Records excerpted from a collection
>>>>

#[cfg(test)]
#[allow(
    clippy::undocumented_unsafe_blocks,
    clippy::multiple_unsafe_ops_per_block,
    clippy::indexing_slicing,
    reason = "tests focus on succinct code and do not need to tick all the boxes"
)]
mod tests {
    use std::cell::Cell;
    use std::fmt::Debug;
    use std::panic::{AssertUnwindSafe, catch_unwind};
    use std::rc::Rc;

    use static_assertions::{assert_impl_all, assert_not_impl_any};

    use super::*;

    assert_impl_all!(PolyVec<dyn Debug>: Debug, Default);
    assert_not_impl_any!(PolyVec<dyn Debug>: Send, Sync);
    assert_not_impl_any!(PolyVec<u64, u16>: Send, Sync);

    trait Tracked {
        fn id(&self) -> u32;
    }

    /// Test helper that records how many times it has been dropped.
    struct DropCounter {
        id: u32,
        drops: Rc<Cell<usize>>,
    }

    impl DropCounter {
        fn new(id: u32, drops: &Rc<Cell<usize>>) -> Self {
            Self {
                id,
                drops: Rc::clone(drops),
            }
        }
    }

    impl Tracked for DropCounter {
        fn id(&self) -> u32 {
            self.id
        }
    }

    impl Drop for DropCounter {
        fn drop(&mut self) {
            self.drops.set(self.drops.get() + 1);
        }
    }

    #[repr(align(64))]
    struct Overaligned(u32);

    impl Tracked for Overaligned {
        fn id(&self) -> u32 {
            self.0
        }
    }

    #[derive(Clone, Copy)]
    struct Plain(u32);

    impl Tracked for Plain {
        fn id(&self) -> u32 {
            self.0
        }
    }

    struct Marker;

    /// Test helper whose destructor always panics.
    struct Exploding(u32);

    impl Tracked for Exploding {
        fn id(&self) -> u32 {
            self.0
        }
    }

    impl Drop for Exploding {
        fn drop(&mut self) {
            panic!("destructor of {} failed", self.0);
        }
    }

    impl Tracked for Marker {
        fn id(&self) -> u32 {
            u32::MAX
        }
    }

    crate::upcast!(dyn Tracked => DropCounter, Overaligned, Plain, Marker, Exploding);

    #[test]
    fn smoke_test() {
        let mut vec = PolyVec::<dyn Tracked>::new();
        let drops = Rc::new(Cell::new(0));

        assert_eq!(vec.len(), 0);
        assert!(vec.is_empty());

        let a = vec.push(DropCounter::new(1, &drops));
        let b = vec.push(Plain(2));
        let c = vec.push(Overaligned(3));

        assert_eq!((a, b, c), (0, 1, 2));
        assert_eq!(vec.len(), 3);
        assert_eq!(vec.live_len(), 3);
        assert!(!vec.is_empty());

        assert_eq!(vec[a].id(), 1);
        assert_eq!(vec[b].id(), 2);
        assert_eq!(vec[c].id(), 3);

        vec.free(a).unwrap();
        assert_eq!(drops.get(), 1);
        assert_eq!(vec.live_len(), 2);

        vec.integrity_check();
    }

    #[test]
    fn objects_are_placed_at_aligned_addresses() {
        let mut vec = PolyVec::<dyn Tracked>::new();

        vec.push(Plain(1));
        let index = vec.push(Overaligned(2));

        let object: *const dyn Tracked = &vec[index];
        assert_eq!(object.cast::<u8>() as usize % 64, 0);
        assert_eq!(vec.slot_range(index).unwrap().start % 64, 0);

        vec.integrity_check();
    }

    #[test]
    fn realignment_keeps_existing_objects() {
        let mut vec = PolyVec::<dyn Tracked>::builder().alignment(1).build();

        let first = vec.push(Plain(11));
        vec.push(Overaligned(22));

        assert_eq!(vec[first].id(), 11);
        assert_eq!(vec.as_ptr() as usize % 64, 0);
    }

    #[test]
    fn growth_keeps_indexes_resolving_to_same_objects() {
        let mut vec = PolyVec::<dyn Tracked>::new();

        let indexes: Vec<_> = (0..1000).map(|id| vec.push(Plain(id))).collect();

        for (id, index) in indexes.into_iter().enumerate() {
            assert_eq!(vec[index].id(), u32::try_from(id).unwrap());
        }

        vec.integrity_check();
    }

    #[test]
    fn free_out_of_range_is_error_without_mutation() {
        let mut vec = PolyVec::<dyn Tracked>::new();
        vec.push(Plain(1));

        assert_eq!(
            vec.free(1),
            Err(Error::IndexOutOfRange {
                operation: "free",
                index: 1,
                size: 1
            })
        );
        assert_eq!(vec.live_len(), 1);
    }

    #[test]
    fn double_free_is_error_and_destroys_once() {
        let mut vec = PolyVec::<dyn Tracked>::new();
        let drops = Rc::new(Cell::new(0));

        let index = vec.push(DropCounter::new(1, &drops));

        vec.free(index).unwrap();
        assert_eq!(
            vec.free(index),
            Err(Error::SlotVacant {
                operation: "free",
                index
            })
        );

        assert_eq!(drops.get(), 1);
        vec.integrity_check();
    }

    #[test]
    fn freed_slot_reads_as_vacant() {
        let mut vec = PolyVec::<dyn Tracked>::new();
        let index = vec.push(Plain(1));

        vec.free(index).unwrap();

        assert!(!vec.is_live(index).unwrap());
        assert!(vec.is_free(index).unwrap());
        assert!(vec.get(index).unwrap().is_none());
        assert!(vec.get_mut(index).unwrap().is_none());
        assert!(unsafe { vec.get_unchecked(index) }.is_none());
    }

    #[test]
    fn checked_accessors_reject_out_of_range() {
        let mut vec = PolyVec::<dyn Tracked>::new();

        assert!(matches!(
            vec.get(0),
            Err(Error::IndexOutOfRange { index: 0, size: 0, .. })
        ));
        assert!(vec.get_mut(0).is_err());
        assert!(vec.is_live(0).is_err());
        assert!(vec.is_free(0).is_err());
        assert!(vec.slot_range(0).is_err());
    }

    #[test]
    #[should_panic]
    fn index_out_of_range_panics() {
        let vec = PolyVec::<dyn Tracked>::new();
        _ = &vec[0];
    }

    #[test]
    #[should_panic]
    fn index_vacant_panics() {
        let mut vec = PolyVec::<dyn Tracked>::new();
        let index = vec.push(Plain(1));
        vec.free(index).unwrap();

        _ = &vec[index];
    }

    #[test]
    fn get_mut_modifies_through_interface() {
        let mut vec = PolyVec::<u64>::new();
        let index = vec.push(1_u64);

        *vec.get_mut(index).unwrap().unwrap() += 41;
        vec[index] *= 2;

        assert_eq!(vec[index], 84);
    }

    #[test]
    fn push_back_never_reuses() {
        let mut vec = PolyVec::<dyn Tracked>::new();

        let first = vec.push(Plain(1));
        vec.free(first).unwrap();

        let second = vec.push_back(Plain(2));

        assert_eq!(second, 1);
        assert!(vec.is_free(first).unwrap());
        vec.integrity_check();
    }

    #[test]
    fn push_with_constructs_in_place() {
        let mut vec = PolyVec::<dyn Tracked>::new();

        let index = unsafe {
            vec.push_with(|uninit: &mut MaybeUninit<Plain>| {
                uninit.write(Plain(9));
            })
        };

        assert_eq!(vec[index].id(), 9);
    }

    #[test]
    fn panicking_constructor_leaves_slot_vacant_and_reusable() {
        let mut vec = PolyVec::<dyn Tracked>::new();
        vec.push(Plain(1));

        let result = catch_unwind(AssertUnwindSafe(|| unsafe {
            vec.push_with(|_: &mut MaybeUninit<Plain>| panic!("constructor failed"))
        }));
        assert!(result.is_err());

        assert_eq!(vec.len(), 2);
        assert_eq!(vec.live_len(), 1);
        assert!(vec.is_free(1).unwrap());
        vec.integrity_check();

        assert_eq!(vec.push(Plain(2)), 1);
    }

    #[test]
    fn panicking_destructor_in_free_leaves_slot_vacant_and_reusable() {
        let mut vec = PolyVec::<dyn Tracked>::new();
        let index = vec.push(Exploding(1));

        let result = catch_unwind(AssertUnwindSafe(|| vec.free(index)));
        assert!(result.is_err());

        assert!(vec.is_free(index).unwrap());
        assert_eq!(vec.live_len(), 0);
        assert!(vec.is_empty());
        vec.integrity_check();

        assert_eq!(
            vec.free(index),
            Err(Error::SlotVacant {
                operation: "free",
                index
            })
        );

        assert_eq!(vec.push(Plain(2)), index);
        vec.integrity_check();
    }

    #[test]
    fn panicking_destructor_in_free_all_leaves_slot_vacant_and_reusable() {
        let mut vec = PolyVec::<dyn Tracked>::new();
        let exploding = vec.push(Exploding(1));
        let survivor = vec.push(Plain(2));

        let result = catch_unwind(AssertUnwindSafe(|| vec.free_all()));
        assert!(result.is_err());

        // The reset never happened, so the objects after the panicking one are still live.
        assert_eq!(vec.len(), 2);
        assert_eq!(vec.live_len(), 1);
        assert!(!vec.is_empty());
        assert!(vec.is_free(exploding).unwrap());
        assert_eq!(vec[survivor].id(), 2);
        vec.integrity_check();

        assert_eq!(vec.push(Plain(3)), exploding);
        vec.integrity_check();
    }

    #[test]
    fn panicking_destructor_in_clear_leaves_slot_vacant_and_reusable() {
        let mut vec = PolyVec::<dyn Tracked>::new();
        let exploding = vec.push(Exploding(1));

        let result = catch_unwind(AssertUnwindSafe(|| vec.clear()));
        assert!(result.is_err());

        assert!(vec.is_empty());
        assert!(vec.is_free(exploding).unwrap());
        vec.integrity_check();

        assert_eq!(vec.push(Plain(2)), exploding);
    }

    #[test]
    fn push_bitwise_duplicates_source() {
        let mut vec = PolyVec::<dyn Tracked>::new();
        let source = Plain(17);

        let index = unsafe { vec.push_bitwise(NonNull::from(&source)) };

        assert_eq!(vec[index].id(), 17);
        assert_eq!(source.id(), 17);
    }

    #[test]
    fn zero_sized_objects_occupy_empty_slots() {
        let mut vec = PolyVec::<dyn Tracked>::new();

        let a = vec.push(Marker);
        let b = vec.push(Marker);

        assert_eq!((a, b), (0, 1));
        assert_eq!(vec.slot_range(a).unwrap().len(), 0);
        assert_eq!(vec[b].id(), u32::MAX);

        vec.free(a).unwrap();
        assert_eq!(vec.push(Marker), a);
        vec.integrity_check();
    }

    #[test]
    fn try_clone_copies_bitwise_objects() {
        let mut vec = PolyVec::<dyn Tracked>::new();

        let a = vec.push_copy(&Plain(1));
        let b = vec.push_copy(&Plain(2));
        vec.free(a).unwrap();

        let copy = vec.try_clone().unwrap();

        assert_eq!(copy.len(), 2);
        assert_eq!(copy.live_len(), 1);
        assert!(copy.is_free(a).unwrap());
        assert_eq!(copy[b].id(), 2);
        assert_ne!(copy.as_ptr(), vec.as_ptr());
        copy.integrity_check();
    }

    #[test]
    fn try_clone_rejects_owning_objects() {
        let mut vec = PolyVec::<dyn Tracked>::new();
        let drops = Rc::new(Cell::new(0));

        vec.push_copy(&Plain(1));
        vec.push(DropCounter::new(2, &drops));

        assert_eq!(
            vec.try_clone().unwrap_err(),
            Error::NotBitwiseCopyable { index: 1 }
        );
    }

    #[test]
    fn try_clone_ignores_vacant_owning_slots() {
        let mut vec = PolyVec::<dyn Tracked>::new();
        let drops = Rc::new(Cell::new(0));

        let owning = vec.push(DropCounter::new(1, &drops));
        vec.push_copy(&Plain(2));
        vec.free(owning).unwrap();

        assert!(vec.try_clone().is_ok());
    }

    #[test]
    fn free_all_destroys_every_live_object_once() {
        let mut vec = PolyVec::<dyn Tracked>::new();
        let drops = Rc::new(Cell::new(0));

        for id in 0..5 {
            vec.push(DropCounter::new(id, &drops));
        }
        vec.free(2).unwrap();
        let capacity = vec.byte_capacity();

        vec.free_all();

        assert_eq!(drops.get(), 5);
        assert_eq!(vec.len(), 0);
        assert!(vec.is_empty());
        assert_eq!(vec.byte_len(), 0);
        assert_eq!(vec.byte_capacity(), capacity);
        vec.integrity_check();
    }

    #[test]
    fn clear_destroys_objects_and_releases_buffer() {
        let mut vec = PolyVec::<dyn Tracked>::new();
        let drops = Rc::new(Cell::new(0));

        vec.push(DropCounter::new(1, &drops));
        vec.push(DropCounter::new(2, &drops));

        vec.clear();

        assert_eq!(drops.get(), 2);
        assert_eq!(vec.len(), 0);
        assert_eq!(vec.byte_capacity(), 0);
        vec.integrity_check();

        assert_eq!(vec.push(Plain(3)), 0);
    }

    #[test]
    fn drop_destroys_remaining_objects() {
        let drops = Rc::new(Cell::new(0));

        {
            let mut vec = PolyVec::<dyn Tracked>::new();
            vec.push(DropCounter::new(1, &drops));
            let freed = vec.push(DropCounter::new(2, &drops));
            vec.push(DropCounter::new(3, &drops));
            vec.free(freed).unwrap();
        }

        assert_eq!(drops.get(), 3);
    }

    #[test]
    fn drop_with_no_live_objects_does_not_panic_if_policy_must_not_drop() {
        let mut vec = PolyVec::<dyn Tracked>::builder()
            .drop_policy(DropPolicy::MustNotDropItems)
            .build();

        let index = vec.push(Plain(1));
        vec.free(index).unwrap();

        drop(vec);
    }

    #[test]
    #[should_panic]
    fn drop_with_live_objects_panics_if_policy_must_not_drop() {
        let mut vec = PolyVec::<dyn Tracked>::builder()
            .drop_policy(DropPolicy::MustNotDropItems)
            .build();

        vec.push(Plain(1));

        drop(vec);
    }

    #[test]
    fn reserve_preallocates() {
        let mut vec = PolyVec::<dyn Tracked>::new();

        vec.reserve(10, 1000);
        let capacity = vec.byte_capacity();
        assert!(capacity >= 1000);

        for id in 0..10 {
            vec.push(Plain(id));
        }

        assert_eq!(vec.byte_capacity(), capacity);
    }

    #[test]
    fn narrow_offsets_work_within_range() {
        let mut vec = PolyVec::<dyn Tracked, u8>::default();

        for id in 0..60 {
            vec.push(Plain(id));
        }

        assert_eq!(vec.byte_len(), 240);
        assert_eq!(vec[59].id(), 59);
        vec.integrity_check();
    }

    #[test]
    #[should_panic]
    fn narrow_offsets_overflow_panics() {
        let mut vec = PolyVec::<dyn Tracked, u8>::default();

        for id in 0..65 {
            vec.push(Plain(id));
        }
    }

    #[test]
    fn live_index_helpers_skip_vacant_slots() {
        let mut vec = PolyVec::<u32>::new();

        for value in 0..5_u32 {
            vec.push(value);
        }
        vec.free(0).unwrap();
        vec.free(2).unwrap();
        vec.free(4).unwrap();

        assert_eq!(vec.first_live_index(), Some(1));
        assert_eq!(vec.last_live_index(), Some(3));
        assert_eq!(vec.next_live_index(1), Some(3));
        assert_eq!(vec.next_live_index(3), None);
        assert_eq!(vec.next_live_index(usize::MAX), None);
    }

    #[test]
    fn extend_pushes_every_value() {
        let mut vec = PolyVec::<u16>::new();

        vec.extend([1_u16, 2, 3]);

        assert_eq!(vec.iter().copied().collect::<Vec<_>>(), [1, 2, 3]);
    }
}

<<<<

• **What is needed**
Copy the records above exactly, from the first line through the line containing "assert_not_impl_any!(PolyVec<u64, u16>: Send, Sync);", and include nothing else.

• **Answer section**
#[cfg(test)]
#[allow(
    clippy::undocumented_unsafe_blocks,
    clippy::multiple_unsafe_ops_per_block,
    clippy::indexing_slicing,
    reason = "tests focus on succinct code and do not need to tick all the boxes"
)]
mod tests {
    use std::cell::Cell;
    use std::fmt::Debug;
    use std::panic::{AssertUnwindSafe, catch_unwind};
    use std::rc::Rc;

    use static_assertions::{assert_impl_all, assert_not_impl_any};

    use super::*;

    assert_impl_all!(PolyVec<dyn Debug>: Debug, Default);
    assert_not_impl_any!(PolyVec<dyn Debug>: Send, Sync);
    assert_not_impl_any!(PolyVec<u64, u16>: Send, Sync);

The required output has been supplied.